Trials on ‘Partial-Birth’ Abortion Ban Begin in Three Cities
Trials to determine the constitutionality of the federal ban on so-called "partial-birth" abortion began on Monday in federal courts in San Francisco, New York City and Lincoln, Neb., the San Francisco Chronicle reports (Egelko, San Francisco Chronicle, 3/30). President Bush in November 2003 signed the Partial-Birth Abortion Ban Act, which bans procedures in which a physician "'deliberately and intentionally delivers a living fetus' to the point where either the head -- or if in a breech position any part of the torso above the navel -- is outside the woman's body 'for the purpose of committing an overt act of killing' the fetus," the Los Angeles Times reports (Romney/Goldman, Los Angeles Times, 3/30). Immediately after Bush signed the measure into law, federal judges in California, New York and Nebraska issued temporary restraining orders to prevent Department of Justice enforcement of the ban. (California Healthline, 11/6/03). The judges issued the restraining orders in response to lawsuits filed by Planned Parenthood Federation of America, the National Abortion Federation and the Center for Reproductive Rights. Each of the lawsuits alleges that the law is unconstitutional because of the absence of a health exception (Los Angeles Times, 3/30).

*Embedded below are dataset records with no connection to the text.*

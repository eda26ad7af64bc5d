//! Pipeline configuration.
//!
//! Every parameter has a default matching the empirically tuned values
//! the analysis was calibrated with. Each stage owns a sub-config so a
//! caller can override one stage from JSON without restating the rest.

use serde::{Deserialize, Serialize};

use crate::types::PipelineError;

/// Complete configuration for [`analyze`](crate::analyze).
#[derive(Debug, Clone, PartialEq, Default, Serialize, Deserialize)]
#[serde(default)]
pub struct AnalysisConfig {
    /// Hair (thin dark filament) suppression.
    pub hair: HairConfig,
    /// Color clustering segmentation.
    pub segmentation: SegmentationConfig,
    /// Reference coin detection.
    pub fiducial: FiducialConfig,
    /// Candidate mask cleanup.
    pub refinement: RefinementConfig,
    /// Overlay rendering.
    pub overlay: OverlayConfig,
}

impl AnalysisConfig {
    /// Check every sub-config for values the stages cannot honor.
    ///
    /// # Errors
    ///
    /// Returns [`PipelineError::InvalidConfig`] describing the first
    /// offending field.
    pub fn validate(&self) -> Result<(), PipelineError> {
        self.hair.validate()?;
        self.segmentation.validate()?;
        self.fiducial.validate()?;
        self.refinement.validate()?;
        self.overlay.validate()
    }
}

/// Parameters for black-hat hair detection and inpainting.
#[derive(Debug, Clone, PartialEq, Serialize, Deserialize)]
#[serde(default)]
pub struct HairConfig {
    /// Side of the square black-hat structuring element (odd). Should
    /// exceed the thickness of the hairs to highlight.
    pub kernel_size: u8,
    /// Black-hat responses strictly above this value are hair.
    pub threshold: u8,
    /// Diameter of the elliptical element used to grow the hair mask
    /// over antialiased edges (odd).
    pub dilate_size: u8,
    /// Neighborhood radius in pixels used when filling hair pixels.
    pub inpaint_radius: f32,
}

impl HairConfig {
    /// Default black-hat kernel side.
    pub const DEFAULT_KERNEL_SIZE: u8 = 9;
    /// Default black-hat threshold.
    pub const DEFAULT_THRESHOLD: u8 = 10;
    /// Default hair-mask dilation diameter.
    pub const DEFAULT_DILATE_SIZE: u8 = 5;
    /// Default inpainting radius.
    pub const DEFAULT_INPAINT_RADIUS: f32 = 3.0;

    fn validate(&self) -> Result<(), PipelineError> {
        check_kernel("hair.kernel_size", self.kernel_size)?;
        check_kernel("hair.dilate_size", self.dilate_size)?;
        if !(self.inpaint_radius.is_finite() && self.inpaint_radius >= 1.0) {
            return Err(invalid(format!(
                "hair.inpaint_radius must be >= 1, got {}",
                self.inpaint_radius
            )));
        }
        Ok(())
    }
}

impl Default for HairConfig {
    fn default() -> Self {
        Self {
            kernel_size: Self::DEFAULT_KERNEL_SIZE,
            threshold: Self::DEFAULT_THRESHOLD,
            dilate_size: Self::DEFAULT_DILATE_SIZE,
            inpaint_radius: Self::DEFAULT_INPAINT_RADIUS,
        }
    }
}

/// Parameters for Lab k-means segmentation and lesion cluster selection.
#[derive(Debug, Clone, PartialEq, Serialize, Deserialize)]
#[serde(default)]
pub struct SegmentationConfig {
    /// Gaussian sigma applied before clustering. The default is the
    /// sigma implied by a 5x5 kernel.
    pub blur_sigma: f32,
    /// Number of color clusters.
    pub clusters: usize,
    /// Independent k-means restarts; the most compact is kept.
    pub attempts: u32,
    /// Iteration cap per restart.
    pub max_iterations: u32,
    /// Convergence threshold on the largest center shift.
    pub epsilon: f32,
    /// Seed for k-means++ initialisation.
    pub seed: u64,
    /// A cluster qualifies as lesion only if its pixel fraction is
    /// strictly greater than this.
    pub min_fraction: f64,
    /// ... and strictly less than this.
    pub max_fraction: f64,
    /// Diameter of the elliptical element used to grow the chosen
    /// cluster (odd).
    pub dilate_size: u8,
}

impl SegmentationConfig {
    /// Default pre-clustering blur sigma.
    pub const DEFAULT_BLUR_SIGMA: f32 = 1.1;
    /// Default cluster count.
    pub const DEFAULT_CLUSTERS: usize = 3;
    /// Default seed.
    pub const DEFAULT_SEED: u64 = 0x00d3_7a5c_0e5e_ed00;

    fn validate(&self) -> Result<(), PipelineError> {
        if self.clusters == 0 {
            return Err(invalid("segmentation.clusters must be at least 1"));
        }
        if self.attempts == 0 || self.max_iterations == 0 {
            return Err(invalid(
                "segmentation.attempts and segmentation.max_iterations must be at least 1",
            ));
        }
        if !(self.epsilon.is_finite() && self.epsilon >= 0.0) {
            return Err(invalid("segmentation.epsilon must be finite and >= 0"));
        }
        if !(0.0..1.0).contains(&self.min_fraction)
            || !(0.0..=1.0).contains(&self.max_fraction)
            || self.min_fraction >= self.max_fraction
        {
            return Err(invalid(format!(
                "segmentation fraction gate ({}, {}) is empty",
                self.min_fraction, self.max_fraction
            )));
        }
        check_kernel("segmentation.dilate_size", self.dilate_size)
    }
}

impl Default for SegmentationConfig {
    fn default() -> Self {
        Self {
            blur_sigma: Self::DEFAULT_BLUR_SIGMA,
            clusters: Self::DEFAULT_CLUSTERS,
            attempts: 5,
            max_iterations: 20,
            epsilon: 1.0,
            seed: Self::DEFAULT_SEED,
            min_fraction: 0.01,
            max_fraction: 0.8,
            dilate_size: 9,
        }
    }
}

/// Parameters for reference coin detection.
#[derive(Debug, Clone, PartialEq, Serialize, Deserialize)]
#[serde(default)]
pub struct FiducialConfig {
    /// Physical diameter of the reference coin in millimeters.
    pub diameter_mm: f64,
    /// Gaussian sigma applied before circle detection.
    pub blur_sigma: f32,
    /// Inverse accumulator resolution (1.0 = one cell per pixel).
    pub dp: f32,
    /// Minimum center separation as a fraction of the smaller image side.
    pub min_dist_fraction: f64,
    /// Upper Canny threshold; the lower one is half of it.
    pub canny_high: f32,
    /// Minimum center votes, and minimum edge support of a radius.
    pub accumulator_threshold: u32,
    /// Smallest accepted radius in pixels.
    pub min_radius: u32,
    /// Largest accepted radius in pixels. `None` means half the smaller
    /// image side.
    pub max_radius: Option<u32>,
    /// Exclusion disk radius relative to the detected radius. Values
    /// above 1 also cover the rim and shadow of the coin.
    pub exclusion_scale: f64,
}

impl FiducialConfig {
    /// Default coin diameter (10 hryvnia coin).
    pub const DEFAULT_DIAMETER_MM: f64 = 23.5;
    /// Default smallest coin radius in pixels.
    pub const DEFAULT_MIN_RADIUS: u32 = 50;
    /// Default exclusion scale.
    pub const DEFAULT_EXCLUSION_SCALE: f64 = 1.15;
    /// Default minimum center separation: a third of the smaller side.
    ///
    /// The separation is not truncated to whole pixels, so it can exceed
    /// an integer `min(w, h) / 3` by less than one pixel.
    pub const DEFAULT_MIN_DIST_FRACTION: f64 = 1.0 / 3.0;

    /// Resolve the maximum radius for an image of the given size.
    #[must_use]
    pub fn resolved_max_radius(&self, width: u32, height: u32) -> u32 {
        self.max_radius.unwrap_or(width.min(height) / 2)
    }

    /// Minimum distance between detected centers for an image of the
    /// given size, in pixels.
    #[must_use]
    #[allow(clippy::cast_possible_truncation)]
    pub fn min_center_distance(&self, width: u32, height: u32) -> f32 {
        (f64::from(width.min(height)) * self.min_dist_fraction) as f32
    }

    fn validate(&self) -> Result<(), PipelineError> {
        if !(self.diameter_mm.is_finite() && self.diameter_mm > 0.0) {
            return Err(invalid(format!(
                "fiducial.diameter_mm must be > 0, got {}",
                self.diameter_mm
            )));
        }
        if !(self.dp.is_finite() && self.dp >= 1.0) {
            return Err(invalid(format!("fiducial.dp must be >= 1, got {}", self.dp)));
        }
        if !(self.canny_high.is_finite() && self.canny_high > 0.0) {
            return Err(invalid("fiducial.canny_high must be > 0"));
        }
        if !(0.0..=1.0).contains(&self.min_dist_fraction) {
            return Err(invalid("fiducial.min_dist_fraction must be within [0, 1]"));
        }
        if let Some(max) = self.max_radius
            && max < self.min_radius
        {
            return Err(invalid(format!(
                "fiducial.max_radius ({max}) is below fiducial.min_radius ({})",
                self.min_radius
            )));
        }
        if !(self.exclusion_scale.is_finite() && self.exclusion_scale >= 1.0) {
            return Err(invalid("fiducial.exclusion_scale must be >= 1"));
        }
        Ok(())
    }
}

impl Default for FiducialConfig {
    fn default() -> Self {
        Self {
            diameter_mm: Self::DEFAULT_DIAMETER_MM,
            blur_sigma: 2.0,
            dp: 1.2,
            min_dist_fraction: Self::DEFAULT_MIN_DIST_FRACTION,
            canny_high: 100.0,
            accumulator_threshold: 30,
            min_radius: Self::DEFAULT_MIN_RADIUS,
            max_radius: None,
            exclusion_scale: Self::DEFAULT_EXCLUSION_SCALE,
        }
    }
}

/// Parameters for morphological cleanup and contour filtering.
#[derive(Debug, Clone, PartialEq, Serialize, Deserialize)]
#[serde(default)]
pub struct RefinementConfig {
    /// Side of the square element used for close/open (odd).
    pub kernel_size: u8,
    /// Close iterations (n dilations followed by n erosions).
    pub close_iterations: u32,
    /// Open iterations (n erosions followed by n dilations).
    pub open_iterations: u32,
    /// Contours with a smaller area (px²) are noise.
    pub min_area: f64,
    /// Bounding-box aspect ratio above which a contour counts as elongated.
    pub max_aspect_ratio: f64,
    /// Elongated contours below this area (px²) are discarded.
    pub elongated_area_limit: f64,
    /// Diameter of the elliptical element applied after the hull (odd).
    pub dilate_size: u8,
}

impl RefinementConfig {
    fn validate(&self) -> Result<(), PipelineError> {
        check_kernel("refinement.kernel_size", self.kernel_size)?;
        check_kernel("refinement.dilate_size", self.dilate_size)?;
        if !(self.min_area >= 0.0 && self.elongated_area_limit >= 0.0) {
            return Err(invalid("refinement areas must be >= 0"));
        }
        if self.max_aspect_ratio.is_nan() || self.max_aspect_ratio < 1.0 {
            return Err(invalid("refinement.max_aspect_ratio must be >= 1"));
        }
        Ok(())
    }
}

impl Default for RefinementConfig {
    fn default() -> Self {
        Self {
            kernel_size: 5,
            close_iterations: 2,
            open_iterations: 1,
            min_area: 300.0,
            max_aspect_ratio: 6.0,
            elongated_area_limit: 5000.0,
            dilate_size: 5,
        }
    }
}

/// Overlay blending parameters.
#[derive(Debug, Clone, PartialEq, Serialize, Deserialize)]
#[serde(default)]
pub struct OverlayConfig {
    /// Weight of the highlight layer; the photograph gets `1 - alpha`.
    pub alpha: f32,
    /// Highlight color painted over lesion pixels.
    pub color: [u8; 3],
}

impl OverlayConfig {
    fn validate(&self) -> Result<(), PipelineError> {
        if (0.0..=1.0).contains(&self.alpha) {
            Ok(())
        } else {
            Err(invalid(format!(
                "overlay.alpha must be within [0, 1], got {}",
                self.alpha
            )))
        }
    }
}

impl Default for OverlayConfig {
    fn default() -> Self {
        Self {
            alpha: 0.3,
            color: [0, 255, 0],
        }
    }
}

fn invalid(message: impl Into<String>) -> PipelineError {
    PipelineError::InvalidConfig(message.into())
}

/// Structuring elements are centered, so their side must be odd.
fn check_kernel(name: &str, size: u8) -> Result<(), PipelineError> {
    if size % 2 == 1 {
        Ok(())
    } else {
        Err(invalid(format!("{name} must be odd, got {size}")))
    }
}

The San Francisco trial opened with testimony from Dr. Maureen Paul, medical director of Planned Parenthood Golden Gate, who said that the federal ban could be interpreted to include events that occur during a dilation and evacuation abortion procedure, which is "by far" one of the most common abortion procedures during the second trimester, according to the Chronicle (San Francisco Chronicle, 3/30). "My overriding concern is that if I continue to practice second-trimester abortions in the way that I consider safe for women, I could be in prison," Paul said (Los Angeles Times, 3/30). DOJ lawyer Mark Quinlivan in cross-examining Paul said that there is a "lack of scientific studies" to demonstrate that removing a fetus partially intact is a safe procedure, according to the Chronicle (San Francisco Chronicle, 3/30). Attorney A. Stephen Hut, representing the plaintiffs in the New York trial, said that the law is "so broad" that it could prohibit abortion procedures that "common[ly]" are used in the second trimester, according to the New York Times. Sean Lane, an assistant U.S. attorney, said in an opening statement in New York that physicians will testify in the trial that there is "no situation" in which the banned procedure would benefit a woman's health, according to the New York Times (Saulny, New York Times, 3/30). U.S. District Judge Richard Kopf, who is presiding over the Lincoln, Neb., trial, said during the trial's opening that he "questioned" whether Congress "seriously" considered how banning the procedure would affect women's health, according to the Omaha World-Herald (Tysver, Omaha World-Herald, 3/30). According to legal observers, the Nebraska case is "expected to be a bellwether for future appeals" because of Kopf's familiarity with the evidence, according to the Chicago Tribune (Torriero, Chicago Tribune, 3/30).
Several broadcast programs reported on the federal trials to determine the constitutionality of the abortion ban:
- ABCNews' "World News Tonight": The segment includes comments from Johnson, ACLU Reproductive Freedom Project Director Louise Melling and NAF President and CEO Vicki Saporta (Tapper, "World News Tonight," ABCNews, 3/29). A video excerpt of the segment is available online in RealPlayer.
- ABCNews' "World News Tonight": The program reported on the DOJ's subpoena of medical records from at least six hospitals nationwide, saying that the records are necessary to determine the validity of doctors' claims that the procedures banned by the law are sometimes medically necessary to protect a woman's health. The segment includes comments from Attorney General John Ashcroft, Feldt, privacy rights attorney Bruce Fried and Professor Peter Swire of Ohio State University College of Law (Reynolds, "World News Tonight," ABCNews, 3/29). A video excerpt of the segment is available online in RealPlayer.
- CBS' "Up to the Minute": CBS News legal analyst Andrew Cohen discusses the trials (Cohen/McDermott, CBS, 3/30). The complete segment is available online in RealPlayer.
- NPR's "All Things Considered": NPR's Robert Smith provides an overview of the major arguments presented on the first day of the trials (Smith, "All Things Considered," NPR, 3/29). The complete segment is available online in RealPlayer.
- PBS' "NewsHour with Jim Lehrer": The segment includes comments from Feldt and Sekulow (Warner, "NewsHour with Jim Lehrer," PBS, 3/29). The complete transcript is available online. The complete segment is available online in RealPlayer.